* **WHAT NEEDS TO BE DONE**
Among the entries that follow, the required portion opens with the line containing "article.evidence_text()" and closes with the line containing "let mut articles = storage". Give that portion again exactly, and nothing else.

(Beginning of INFORMATION SUPPLIED)

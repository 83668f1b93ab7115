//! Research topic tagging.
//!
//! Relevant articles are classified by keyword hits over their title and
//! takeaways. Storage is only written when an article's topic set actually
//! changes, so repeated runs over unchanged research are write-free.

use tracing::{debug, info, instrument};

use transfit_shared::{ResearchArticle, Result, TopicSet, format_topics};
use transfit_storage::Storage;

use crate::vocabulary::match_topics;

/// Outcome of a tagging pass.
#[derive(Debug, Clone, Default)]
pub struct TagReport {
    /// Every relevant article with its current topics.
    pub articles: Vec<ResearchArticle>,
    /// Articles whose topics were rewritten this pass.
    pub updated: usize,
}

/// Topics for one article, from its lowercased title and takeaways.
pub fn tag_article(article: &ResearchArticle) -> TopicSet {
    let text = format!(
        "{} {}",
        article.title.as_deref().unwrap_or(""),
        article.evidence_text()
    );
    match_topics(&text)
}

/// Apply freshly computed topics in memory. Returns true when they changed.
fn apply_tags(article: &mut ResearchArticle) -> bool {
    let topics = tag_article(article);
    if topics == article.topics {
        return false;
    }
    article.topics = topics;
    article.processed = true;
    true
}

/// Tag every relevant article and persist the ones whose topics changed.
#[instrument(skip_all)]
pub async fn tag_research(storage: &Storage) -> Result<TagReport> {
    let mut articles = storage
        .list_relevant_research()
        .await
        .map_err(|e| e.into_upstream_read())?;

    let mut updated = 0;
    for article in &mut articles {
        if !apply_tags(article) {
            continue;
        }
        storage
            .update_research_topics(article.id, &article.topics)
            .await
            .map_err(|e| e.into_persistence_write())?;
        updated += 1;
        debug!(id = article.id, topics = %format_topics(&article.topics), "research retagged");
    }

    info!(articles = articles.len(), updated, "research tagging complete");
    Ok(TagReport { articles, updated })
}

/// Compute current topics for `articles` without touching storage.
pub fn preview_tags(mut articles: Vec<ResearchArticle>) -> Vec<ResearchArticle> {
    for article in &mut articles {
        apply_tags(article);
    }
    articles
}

(End of INFORMATION SUPPLIED)
(Beginning of INFORMATION SUPPLIED)

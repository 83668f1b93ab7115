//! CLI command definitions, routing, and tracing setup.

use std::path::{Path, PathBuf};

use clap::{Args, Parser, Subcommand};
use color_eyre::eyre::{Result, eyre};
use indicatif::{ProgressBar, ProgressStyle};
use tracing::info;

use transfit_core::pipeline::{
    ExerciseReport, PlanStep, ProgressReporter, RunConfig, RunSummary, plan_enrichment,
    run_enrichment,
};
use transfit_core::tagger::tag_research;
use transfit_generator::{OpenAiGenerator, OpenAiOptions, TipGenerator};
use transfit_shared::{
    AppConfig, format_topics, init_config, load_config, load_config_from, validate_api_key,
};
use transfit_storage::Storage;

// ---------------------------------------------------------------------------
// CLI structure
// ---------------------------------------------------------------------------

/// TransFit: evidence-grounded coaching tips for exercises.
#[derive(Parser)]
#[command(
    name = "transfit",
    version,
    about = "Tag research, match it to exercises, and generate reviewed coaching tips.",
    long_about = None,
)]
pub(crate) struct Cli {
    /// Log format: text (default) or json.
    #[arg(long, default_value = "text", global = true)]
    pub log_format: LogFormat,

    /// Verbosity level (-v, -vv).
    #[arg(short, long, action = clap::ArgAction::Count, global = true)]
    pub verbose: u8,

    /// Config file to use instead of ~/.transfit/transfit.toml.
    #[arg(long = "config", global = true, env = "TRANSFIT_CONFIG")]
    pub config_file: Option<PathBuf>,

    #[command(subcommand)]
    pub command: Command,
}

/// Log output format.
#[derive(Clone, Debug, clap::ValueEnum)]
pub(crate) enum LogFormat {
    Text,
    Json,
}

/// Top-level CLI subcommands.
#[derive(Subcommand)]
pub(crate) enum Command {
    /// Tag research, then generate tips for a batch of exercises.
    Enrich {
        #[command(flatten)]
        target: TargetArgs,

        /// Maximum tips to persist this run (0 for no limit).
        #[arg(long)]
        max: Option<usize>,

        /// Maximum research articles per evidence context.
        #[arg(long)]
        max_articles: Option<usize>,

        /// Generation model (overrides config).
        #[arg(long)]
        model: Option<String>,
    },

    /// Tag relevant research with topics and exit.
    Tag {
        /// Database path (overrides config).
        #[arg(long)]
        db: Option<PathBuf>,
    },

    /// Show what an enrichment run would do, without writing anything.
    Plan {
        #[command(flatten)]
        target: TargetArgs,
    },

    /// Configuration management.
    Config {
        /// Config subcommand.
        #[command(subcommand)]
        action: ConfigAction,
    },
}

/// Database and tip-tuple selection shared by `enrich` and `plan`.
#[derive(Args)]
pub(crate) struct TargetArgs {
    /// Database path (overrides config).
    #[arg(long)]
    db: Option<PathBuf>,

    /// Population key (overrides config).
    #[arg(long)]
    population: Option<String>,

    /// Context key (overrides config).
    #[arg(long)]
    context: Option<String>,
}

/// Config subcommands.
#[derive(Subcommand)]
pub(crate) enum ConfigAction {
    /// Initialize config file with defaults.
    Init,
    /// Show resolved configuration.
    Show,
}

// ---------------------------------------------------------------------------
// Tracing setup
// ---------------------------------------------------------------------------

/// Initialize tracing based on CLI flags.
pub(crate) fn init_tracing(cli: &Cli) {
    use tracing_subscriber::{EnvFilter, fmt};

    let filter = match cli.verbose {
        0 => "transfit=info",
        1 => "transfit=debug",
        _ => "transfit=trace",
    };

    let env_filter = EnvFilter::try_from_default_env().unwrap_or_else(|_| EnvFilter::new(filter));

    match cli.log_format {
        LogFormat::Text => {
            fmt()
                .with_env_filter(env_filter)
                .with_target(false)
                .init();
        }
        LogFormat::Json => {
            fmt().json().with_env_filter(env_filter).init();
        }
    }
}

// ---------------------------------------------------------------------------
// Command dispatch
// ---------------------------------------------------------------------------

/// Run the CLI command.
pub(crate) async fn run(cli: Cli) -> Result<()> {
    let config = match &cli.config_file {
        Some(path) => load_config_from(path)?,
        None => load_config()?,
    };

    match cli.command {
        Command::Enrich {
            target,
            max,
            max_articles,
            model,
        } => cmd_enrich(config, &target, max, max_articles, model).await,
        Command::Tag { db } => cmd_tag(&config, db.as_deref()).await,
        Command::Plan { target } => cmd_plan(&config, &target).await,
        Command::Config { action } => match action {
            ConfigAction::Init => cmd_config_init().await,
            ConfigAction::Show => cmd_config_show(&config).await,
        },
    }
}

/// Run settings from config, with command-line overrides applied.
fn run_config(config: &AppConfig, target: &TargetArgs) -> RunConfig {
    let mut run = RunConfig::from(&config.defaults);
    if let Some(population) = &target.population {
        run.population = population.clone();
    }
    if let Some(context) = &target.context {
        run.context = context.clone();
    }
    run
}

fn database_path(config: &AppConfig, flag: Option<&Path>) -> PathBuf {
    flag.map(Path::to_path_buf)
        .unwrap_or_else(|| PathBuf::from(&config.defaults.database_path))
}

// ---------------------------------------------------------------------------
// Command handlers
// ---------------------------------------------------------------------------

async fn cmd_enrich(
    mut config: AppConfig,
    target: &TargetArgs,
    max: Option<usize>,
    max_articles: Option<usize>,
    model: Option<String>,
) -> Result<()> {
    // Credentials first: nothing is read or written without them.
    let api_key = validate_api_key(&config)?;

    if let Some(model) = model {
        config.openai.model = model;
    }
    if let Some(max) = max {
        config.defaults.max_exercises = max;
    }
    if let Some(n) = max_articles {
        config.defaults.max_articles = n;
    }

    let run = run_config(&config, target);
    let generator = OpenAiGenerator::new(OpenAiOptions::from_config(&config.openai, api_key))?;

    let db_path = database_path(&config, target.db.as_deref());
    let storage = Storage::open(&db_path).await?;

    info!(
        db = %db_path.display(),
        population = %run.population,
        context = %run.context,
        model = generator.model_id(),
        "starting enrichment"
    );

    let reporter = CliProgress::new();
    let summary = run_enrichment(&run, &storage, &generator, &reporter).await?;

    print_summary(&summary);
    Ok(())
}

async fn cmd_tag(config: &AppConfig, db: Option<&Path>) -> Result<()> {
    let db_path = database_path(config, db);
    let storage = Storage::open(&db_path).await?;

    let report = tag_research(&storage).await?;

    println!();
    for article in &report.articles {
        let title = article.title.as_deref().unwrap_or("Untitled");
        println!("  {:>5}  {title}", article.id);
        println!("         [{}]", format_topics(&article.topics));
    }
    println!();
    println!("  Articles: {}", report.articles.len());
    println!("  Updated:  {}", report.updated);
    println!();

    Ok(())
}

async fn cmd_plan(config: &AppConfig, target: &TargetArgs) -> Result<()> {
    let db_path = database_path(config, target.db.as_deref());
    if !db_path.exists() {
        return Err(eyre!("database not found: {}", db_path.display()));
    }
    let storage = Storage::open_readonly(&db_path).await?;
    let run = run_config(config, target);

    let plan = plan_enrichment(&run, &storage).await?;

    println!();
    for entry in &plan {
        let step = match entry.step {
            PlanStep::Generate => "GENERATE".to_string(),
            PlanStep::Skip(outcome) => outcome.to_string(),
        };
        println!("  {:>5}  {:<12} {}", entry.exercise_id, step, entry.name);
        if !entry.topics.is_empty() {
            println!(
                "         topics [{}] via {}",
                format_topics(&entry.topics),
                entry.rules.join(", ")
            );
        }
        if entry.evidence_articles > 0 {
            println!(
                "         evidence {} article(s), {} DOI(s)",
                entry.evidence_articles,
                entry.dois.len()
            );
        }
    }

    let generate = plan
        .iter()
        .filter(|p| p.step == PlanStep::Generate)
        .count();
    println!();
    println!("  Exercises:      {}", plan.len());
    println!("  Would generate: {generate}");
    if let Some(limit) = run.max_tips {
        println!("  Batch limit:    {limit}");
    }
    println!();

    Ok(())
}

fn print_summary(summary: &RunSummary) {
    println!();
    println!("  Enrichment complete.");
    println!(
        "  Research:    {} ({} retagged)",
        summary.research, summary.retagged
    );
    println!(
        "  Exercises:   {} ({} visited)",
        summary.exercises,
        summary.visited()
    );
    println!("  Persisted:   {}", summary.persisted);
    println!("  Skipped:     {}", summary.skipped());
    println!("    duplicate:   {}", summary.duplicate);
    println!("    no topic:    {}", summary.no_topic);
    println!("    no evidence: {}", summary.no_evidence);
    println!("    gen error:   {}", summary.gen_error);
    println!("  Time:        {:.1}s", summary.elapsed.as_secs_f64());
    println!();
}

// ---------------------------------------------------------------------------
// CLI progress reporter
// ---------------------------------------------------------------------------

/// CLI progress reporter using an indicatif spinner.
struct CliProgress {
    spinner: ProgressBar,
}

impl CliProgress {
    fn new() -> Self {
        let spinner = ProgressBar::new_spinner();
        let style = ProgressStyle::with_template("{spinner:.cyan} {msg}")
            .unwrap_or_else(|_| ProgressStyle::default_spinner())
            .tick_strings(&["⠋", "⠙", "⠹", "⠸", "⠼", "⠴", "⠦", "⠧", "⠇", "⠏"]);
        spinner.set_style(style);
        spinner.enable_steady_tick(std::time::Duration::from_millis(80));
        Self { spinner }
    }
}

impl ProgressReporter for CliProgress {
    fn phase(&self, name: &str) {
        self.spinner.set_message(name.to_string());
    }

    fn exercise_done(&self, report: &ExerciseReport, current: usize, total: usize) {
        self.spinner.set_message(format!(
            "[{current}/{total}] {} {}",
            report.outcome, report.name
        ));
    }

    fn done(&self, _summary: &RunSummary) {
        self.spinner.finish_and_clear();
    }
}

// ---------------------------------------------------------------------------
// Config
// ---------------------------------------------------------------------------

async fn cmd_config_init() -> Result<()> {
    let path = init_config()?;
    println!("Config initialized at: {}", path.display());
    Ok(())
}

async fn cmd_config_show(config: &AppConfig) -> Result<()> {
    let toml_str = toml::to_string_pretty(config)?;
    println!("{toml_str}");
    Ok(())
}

(End of INFORMATION SUPPLIED)

* **SOLUTION TO THIS PROBLEM**
        article.evidence_text()
    );
    match_topics(&text)
}

/// Apply freshly computed topics in memory. Returns true when they changed.
fn apply_tags(article: &mut ResearchArticle) -> bool {
    let topics = tag_article(article);
    if topics == article.topics {
        return false;
    }
    article.topics = topics;
    article.processed = true;
    true
}

/// Tag every relevant article and persist the ones whose topics changed.
#[instrument(skip_all)]
pub async fn tag_research(storage: &Storage) -> Result<TagReport> {
    let mut articles = storage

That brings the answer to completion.